Copy each line of the data exactly. Leave nothing out.

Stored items
+ + + +

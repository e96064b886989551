//! Admin-gated analytics endpoints, all scoped to the resolved tenant.
//!
//! The gate is the inherited name heuristic: the caller passes a
//! `user_key`, the user is resolved within the tenant, and their display
//! name must contain an admin keyword. Weak by design and documented as
//! such; it is an operator convenience, not a security boundary.

use axum::extract::{Query, State};
use axum::{Extension, Json};
use chrono::{DateTime, NaiveDate, Utc};
use serde::{Deserialize, Serialize};

use funnelbot_core::auth::is_admin_name;
use funnelbot_core::domain::user::User;
use funnelbot_core::funnel::FunnelStage;
use funnelbot_db::repositories::analytics::{
    ConversationDigest, FunnelMetrics, LeadDigest, ObjectionReport, PlanPerformance,
};
use funnelbot_db::repositories::{AnalyticsRepository, UserRepository};

use crate::bootstrap::AppState;
use crate::errors::ApiError;
use crate::tenancy::TenantContext;

#[derive(Debug, Deserialize)]
pub struct FunnelQuery {
    pub user_key: String,
    #[serde(default)]
    pub start_date: Option<String>,
    #[serde(default)]
    pub end_date: Option<String>,
}

#[derive(Debug, Deserialize)]
pub struct AdminQuery {
    pub user_key: String,
}

#[derive(Debug, Deserialize)]
pub struct StageQuery {
    pub user_key: String,
    pub stage: String,
}

#[derive(Debug, Deserialize)]
pub struct LeadsQuery {
    pub user_key: String,
    #[serde(default)]
    pub limit: Option<u32>,
}

#[derive(Debug, Serialize)]
pub struct StageResponse {
    pub stage: String,
    pub count: usize,
    pub conversations: Vec<ConversationDigest>,
}

#[derive(Debug, Serialize)]
pub struct LeadsResponse {
    pub total: usize,
    pub leads: Vec<LeadDigest>,
}

#[derive(Debug, Serialize)]
pub struct PlansPerformanceResponse {
    pub total_plans: usize,
    pub plans: Vec<PlanPerformance>,
}

pub async fn funnel(
    State(state): State<AppState>,
    Extension(context): Extension<TenantContext>,
    Query(query): Query<FunnelQuery>,
) -> Result<Json<FunnelMetrics>, ApiError> {
    require_admin(&state, &context, &query.user_key).await?;
    let start = parse_day_param("start_date", query.start_date.as_deref())?;
    let end = parse_day_param("end_date", query.end_date.as_deref())?;

    let metrics = AnalyticsRepository::new(state.db_pool.clone())
        .funnel_metrics(context.tenant_id, start, end)
        .await?;
    Ok(Json(metrics))
}

pub async fn plans_performance(
    State(state): State<AppState>,
    Extension(context): Extension<TenantContext>,
    Query(query): Query<AdminQuery>,
) -> Result<Json<PlansPerformanceResponse>, ApiError> {
    require_admin(&state, &context, &query.user_key).await?;
    let plans = AnalyticsRepository::new(state.db_pool.clone())
        .plan_performance(context.tenant_id)
        .await?;
    Ok(Json(PlansPerformanceResponse { total_plans: plans.len(), plans }))
}

pub async fn objections(
    State(state): State<AppState>,
    Extension(context): Extension<TenantContext>,
    Query(query): Query<AdminQuery>,
) -> Result<Json<ObjectionReport>, ApiError> {
    require_admin(&state, &context, &query.user_key).await?;
    let report = AnalyticsRepository::new(state.db_pool.clone())
        .common_objections(context.tenant_id)
        .await?;
    Ok(Json(report))
}

pub async fn conversations_by_stage(
    State(state): State<AppState>,
    Extension(context): Extension<TenantContext>,
    Query(query): Query<StageQuery>,
) -> Result<Json<StageResponse>, ApiError> {
    require_admin(&state, &context, &query.user_key).await?;
    let stage = query
        .stage
        .parse::<FunnelStage>()
        .map_err(|error| ApiError::Validation(error.to_string()))?;

    let conversations = AnalyticsRepository::new(state.db_pool.clone())
        .conversations_by_stage(context.tenant_id, stage, 50)
        .await?;
    Ok(Json(StageResponse {
        stage: stage.as_str().to_owned(),
        count: conversations.len(),
        conversations,
    }))
}

pub async fn recent_leads(
    State(state): State<AppState>,
    Extension(context): Extension<TenantContext>,
    Query(query): Query<LeadsQuery>,
) -> Result<Json<LeadsResponse>, ApiError> {
    require_admin(&state, &context, &query.user_key).await?;
    let leads = AnalyticsRepository::new(state.db_pool.clone())
        .recent_leads(context.tenant_id, query.limit.unwrap_or(10))
        .await?;
    Ok(Json(LeadsResponse { total: leads.len(), leads }))
}

async fn require_admin(
    state: &AppState,
    context: &TenantContext,
    user_key: &str,
) -> Result<User, ApiError> {
    if !context.config.features.enable_analytics {
        return Err(ApiError::Forbidden("Analytics is disabled for this tenant".to_owned()));
    }

    let user = UserRepository::new(state.db_pool.clone())
        .find_by_key(context.tenant_id, user_key)
        .await?
        .ok_or(ApiError::NotFound("user"))?;

    if !is_admin_name(user.name.as_deref(), &state.config.agent.admin_keywords) {
        tracing::warn!(tenant = %context.slug, user_key = %user_key, "analytics access denied");
        return Err(ApiError::Forbidden(
            "Access denied. Admin privileges required.".to_owned(),
        ));
    }
    Ok(user)
}

fn parse_day_param(
    name: &'static str,
    raw: Option<&str>,
) -> Result<Option<DateTime<Utc>>, ApiError> {
    raw.map(|value| {
        NaiveDate::parse_from_str(value, "%Y-%m-%d")
            .map(|date| {
                date.and_hms_opt(0, 0, 0).map(|naive| naive.and_utc()).unwrap_or_else(Utc::now)
            })
            .map_err(|_| {
                ApiError::Validation(format!("{name} `{value}` is not a YYYY-MM-DD date"))
            })
    })
    .transpose()
}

+ + + +

**PROBLEM SOLUTION:**
repository e96064b886989551
//! Admin-gated analytics endpoints, all scoped to the resolved tenant.
//!
//! The gate is the inherited name heuristic: the caller passes a
//! `user_key`, the user is resolved within the tenant, and their display
//! name must contain an admin keyword. Weak by design and documented as
//! such; it is an operator convenience, not a security boundary.

use axum::extract::{Query, State};
use axum::{Extension, Json};
use chrono::{DateTime, NaiveDate, Utc};
use serde::{Deserialize, Serialize};

use funnelbot_core::auth::is_admin_name;
use funnelbot_core::domain::user::User;
use funnelbot_core::funnel::FunnelStage;
use funnelbot_db::repositories::analytics::{
    ConversationDigest, FunnelMetrics, LeadDigest, ObjectionReport, PlanPerformance,
};
use funnelbot_db::repositories::{AnalyticsRepository, UserRepository};

use crate::bootstrap::AppState;
use crate::errors::ApiError;
use crate::tenancy::TenantContext;

#[derive(Debug, Deserialize)]
pub struct FunnelQuery {
    pub user_key: String,
    #[serde(default)]
    pub start_date: Option<String>,
    #[serde(default)]
    pub end_date: Option<String>,
}

#[derive(Debug, Deserialize)]
pub struct AdminQuery {
    pub user_key: String,
}

#[derive(Debug, Deserialize)]
pub struct StageQuery {
    pub user_key: String,
    pub stage: String,
}

#[derive(Debug, Deserialize)]
pub struct LeadsQuery {
    pub user_key: String,
    #[serde(default)]
    pub limit: Option<u32>,
}

#[derive(Debug, Serialize)]
pub struct StageResponse {
    pub stage: String,
    pub count: usize,
    pub conversations: Vec<ConversationDigest>,
}

#[derive(Debug, Serialize)]
pub struct LeadsResponse {
    pub total: usize,
    pub leads: Vec<LeadDigest>,
}

#[derive(Debug, Serialize)]
pub struct PlansPerformanceResponse {
    pub total_plans: usize,
    pub plans: Vec<PlanPerformance>,
}

pub async fn funnel(
    State(state): State<AppState>,
    Extension(context): Extension<TenantContext>,
    Query(query): Query<FunnelQuery>,
) -> Result<Json<FunnelMetrics>, ApiError> {
    require_admin(&state, &context, &query.user_key).await?;
    let start = parse_day_param("start_date", query.start_date.as_deref())?;
    let end = parse_day_param("end_date", query.end_date.as_deref())?;

    let metrics = AnalyticsRepository::new(state.db_pool.clone())
        .funnel_metrics(context.tenant_id, start, end)
        .await?;
    Ok(Json(metrics))
}

pub async fn plans_performance(
    State(state): State<AppState>,
    Extension(context): Extension<TenantContext>,
    Query(query): Query<AdminQuery>,
) -> Result<Json<PlansPerformanceResponse>, ApiError> {
    require_admin(&state, &context, &query.user_key).await?;
    let plans = AnalyticsRepository::new(state.db_pool.clone())
        .plan_performance(context.tenant_id)
        .await?;
    Ok(Json(PlansPerformanceResponse { total_plans: plans.len(), plans }))
}

pub async fn objections(
    State(state): State<AppState>,
    Extension(context): Extension<TenantContext>,
    Query(query): Query<AdminQuery>,
) -> Result<Json<ObjectionReport>, ApiError> {
    require_admin(&state, &context, &query.user_key).await?;
    let report = AnalyticsRepository::new(state.db_pool.clone())
        .common_objections(context.tenant_id)
        .await?;
    Ok(Json(report))
}

pub async fn conversations_by_stage(
    State(state): State<AppState>,
    Extension(context): Extension<TenantContext>,
    Query(query): Query<StageQuery>,
) -> Result<Json<StageResponse>, ApiError> {
    require_admin(&state, &context, &query.user_key).await?;
    let stage = query
        .stage
        .parse::<FunnelStage>()
        .map_err(|error| ApiError::Validation(error.to_string()))?;

    let conversations = AnalyticsRepository::new(state.db_pool.clone())
        .conversations_by_stage(context.tenant_id, stage, 50)
        .await?;
    Ok(Json(StageResponse {
        stage: stage.as_str().to_owned(),
        count: conversations.len(),
        conversations,
    }))
}

pub async fn recent_leads(
    State(state): State<AppState>,
    Extension(context): Extension<TenantContext>,
    Query(query): Query<LeadsQuery>,
) -> Result<Json<LeadsResponse>, ApiError> {
    require_admin(&state, &context, &query.user_key).await?;
    let leads = AnalyticsRepository::new(state.db_pool.clone())
        .recent_leads(context.tenant_id, query.limit.unwrap_or(10))
        .await?;
    Ok(Json(LeadsResponse { total: leads.len(), leads }))
}

async fn require_admin(
    state: &AppState,
    context: &TenantContext,
    user_key: &str,
) -> Result<User, ApiError> {
    if !context.config.features.enable_analytics {
        return Err(ApiError::Forbidden("Analytics is disabled for this tenant".to_owned()));
    }

    let user = UserRepository::new(state.db_pool.clone())
        .find_by_key(context.tenant_id, user_key)
        .await?
        .ok_or(ApiError::NotFound("user"))?;

    if !is_admin_name(user.name.as_deref(), &state.config.agent.admin_keywords) {
        tracing::warn!(tenant = %context.slug, user_key = %user_key, "analytics access denied");
        return Err(ApiError::Forbidden(
            "Access denied. Admin privileges required.".to_owned(),
        ));
    }
    Ok(user)
}

fn parse_day_param(
    name: &'static str,
    raw: Option<&str>,
) -> Result<Option<DateTime<Utc>>, ApiError> {
    raw.map(|value| {
        NaiveDate::parse_from_str(value, "%Y-%m-%d")
            .map(|date| {
                date.and_hms_opt(0, 0, 0).map(|naive| naive.and_utc()).unwrap_or_else(Utc::now)
            })
            .map_err(|_| {
                ApiError::Validation(format!("{name} `{value}` is not a YYYY-MM-DD date"))
            })
    })
    .transpose()
}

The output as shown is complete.